→ Exercise
Where the word "recv" appears in a line below, copy the whole line.

━━━━━ Supplied entries ━━━━━

//! One remote execution, from raw command to exit status.

use std::fmt;
use std::sync::Arc;

use tokio::sync::mpsc;
use tokio_util::sync::CancellationToken;
use tracing::{debug, error, info, info_span, warn, Instrument};

use crate::command;
use crate::config::Config;
use crate::error::BridgeError;
use crate::pty::{
    BoxedReader, ExitStatus, Launched, ProcessIo, ProcessProvider, ProcessSpec, WindowSize,
    SENTINEL_EXIT_CODE,
};
use crate::relay::{OutputSink, Relays};
use crate::signals::{self, Signal};

pub mod local;

/// Terminal the remote side asked for.
#[derive(Debug, Clone, PartialEq, Eq)]
pub struct PtyRequest {
    pub term: String,
    pub width: u32,
    pub height: u32,
}

/// Everything the transport hands over for one session.
pub struct SessionRequest {
    /// Who is asking; only used in logs.
    pub remote: String,
    /// Empty means an interactive login shell.
    pub command: String,
    pub pty: Option<PtyRequest>,
    /// `KEY=VALUE` assignments sent by the client.
    pub env: Vec<String>,
    pub input: BoxedReader,
    pub output: OutputSink,
    pub signals: mpsc::UnboundedReceiver<String>,
    pub window_changes: mpsc::UnboundedReceiver<(u32, u32)>,
    /// Fires when the underlying connection goes away.
    pub cancel: CancellationToken,
}

/// The transport's side of a session: where signal and window-change
/// requests are pushed.
#[derive(Clone)]
pub struct SessionControl {
    pub signals: mpsc::UnboundedSender<String>,
    pub window_changes: mpsc::UnboundedSender<(u32, u32)>,
    pub cancel: CancellationToken,
}

impl SessionRequest {
    pub fn new(
        remote: impl Into<String>,
        command: impl Into<String>,
        input: BoxedReader,
        output: OutputSink,
    ) -> (Self, SessionControl) {
        let (signal_tx, signal_rx) = mpsc::unbounded_channel();
        let (resize_tx, resize_rx) = mpsc::unbounded_channel();
        let cancel = CancellationToken::new();
        let request = Self {
            remote: remote.into(),
            command: command.into(),
            pty: None,
            env: Vec::new(),
            input,
            output,
            signals: signal_rx,
            window_changes: resize_rx,
            cancel: cancel.clone(),
        };
        let control = SessionControl {
            signals: signal_tx,
            window_changes: resize_tx,
            cancel,
        };
        (request, control)
    }

    pub fn with_pty(mut self, pty: PtyRequest) -> Self {
        self.pty = Some(pty);
        self
    }

    pub fn with_env(mut self, env: Vec<String>) -> Self {
        self.env = env;
        self
    }
}

/// The final word on a session.
#[derive(Debug, Clone, PartialEq, Eq)]
pub struct ExitOutcome {
    pub code: i32,
    pub message: Option<String>,
}

impl ExitOutcome {
    pub fn failed(message: impl Into<String>) -> Self {
        Self {
            code: SENTINEL_EXIT_CODE,
            message: Some(message.into()),
        }
    }

    fn exited(status: ExitStatus) -> Self {
        let message = match status {
            ExitStatus::Code(_) => None,
            ExitStatus::Signal(sig) => Some(format!("terminated by {}", signals::describe(sig))),
            ExitStatus::Unknown => Some("exit status unknown".to_string()),
        };
        Self {
            code: status.exit_code(),
            message,
        }
    }
}

#[derive(Debug, Clone, Copy, PartialEq, Eq)]
pub enum SessionState {
    Init,
    Composing,
    Launching,
    Running,
    Exited,
    Failed,
}

impl fmt::Display for SessionState {
    fn fmt(&self, f: &mut fmt::Formatter<'_>) -> fmt::Result {
        fmt::Debug::fmt(self, f)
    }
}

pub struct Session {
    request: SessionRequest,
    config: Arc<Config>,
    provider: Arc<dyn ProcessProvider>,
    state: SessionState,
}

impl Session {
    pub fn new(
        request: SessionRequest,
        config: Arc<Config>,
        provider: Arc<dyn ProcessProvider>,
    ) -> Self {
        Self {
            request,
            config,
            provider,
            state: SessionState::Init,
        }
    }

    /// Drives the session to completion. Always yields exactly one outcome.
    pub async fn run(self) -> ExitOutcome {
        let span = info_span!("session", client = %self.request.remote);
        self.drive().instrument(span).await
    }

    fn advance(&mut self, next: SessionState) {
        debug!("{} -> {}", self.state, next);
        self.state = next;
    }

    async fn fail(&mut self, err: BridgeError) -> ExitOutcome {
        self.advance(SessionState::Failed);
        let line = match &err {
            BridgeError::Launch(e) => format!("cannot start program: {e}"),
            e => e.to_string(),
        };
        error!("{}", line);
        if let Err(e) = self.request.output.write_line(&line).await {
            debug!("Failed to report error to client: {}", e);
        }
        ExitOutcome::failed(line)
    }

    async fn drive(mut self) -> ExitOutcome {
        self.advance(SessionState::Composing);
        let argv = match command::compose(&self.request.command, &self.config.shell) {
            Ok(argv) => argv,
            Err(e) => return self.fail(e.into()).await,
        };
        let term = self.request.pty.as_ref().map(|pty| pty.term.as_str());
        let spec = ProcessSpec::new(argv, &self.config, &self.request.env, term);

        self.advance(SessionState::Launching);
        if self.request.cancel.is_cancelled() {
            return self.fail(BridgeError::Cancelled).await;
        }

        info!("start {:?}", spec.argv);
        let launched = match &self.request.pty {
            Some(pty) => {
                let size = WindowSize::new(pty.width, pty.height).unwrap_or_else(|e| {
                    warn!("Initial {}, using the default size", e);
                    WindowSize::default()
                });
                self.provider.start_interactive(&spec, size)
            }
            None => self.provider.start_piped(&spec, self.request.output.clone()),
        };
        let Launched { io, mut process } = match launched {
            Ok(launched) => launched,
            Err(e) => return self.fail(e.into()).await,
        };

        self.advance(SessionState::Running);
        let input: BoxedReader = Box::new(tokio::io::empty());
        let input = std::mem::replace(&mut self.request.input, input);
        let relays = match io {
            ProcessIo::Pty { reader, writer } => {
                Relays::pty(input, self.request.output.clone(), reader, writer)
            }
            ProcessIo::Piped { stdin } => Relays::piped(input, stdin),
        };
        let interactive = self.request.pty.is_some();

        info!("waiting");
        let mut connected = true;
        let status = loop {
            tokio::select! {
                status = process.wait() => break status,
                Some(name) = self.request.signals.recv(), if connected => {
                    let signal = Signal::from_name(&name);
                    debug!("Forwarding {} (requested {:?}) to {}", signal, name, process.pid());
                    if let Err(e) = process.signal(signal) {
                        warn!("{}", e);
                    }
                }
                Some((width, height)) = self.request.window_changes.recv(), if connected => {
                    if !interactive {
                        debug!("Ignoring window change without a terminal");
                        continue;
                    }
                    let resized = WindowSize::new(width, height)
                        .and_then(|size| process.resize(size));
                    if let Err(e) = resized {
                        warn!("Window change to {}x{} rejected: {}", width, height, e);
                    }
                }
                _ = self.request.cancel.cancelled(), if connected => {
                    info!("Connection closed while running");
                    connected = false;
                    if !interactive {
                        if let Err(e) = process.signal(Signal::Kill) {
                            debug!("{}", e);
                        }
                    }
                }
            }
        };

        let status = status.unwrap_or_else(|e| {
            error!("{}", e);
            ExitStatus::Unknown
        });
        relays.finish(self.config.wait_delay).await;
        if let Err(e) = process.close() {
            debug!("Closing terminal failed: {}", e);
        }

        self.advance(SessionState::Exited);
        let outcome = ExitOutcome::exited(status);
        info!("exit status {} ({:?})", outcome.code, status);
        outcome
    }
}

━━━━━

→ Your response
                Some(name) = self.request.signals.recv(), if connected => {
                Some((width, height)) = self.request.window_changes.recv(), if connected => {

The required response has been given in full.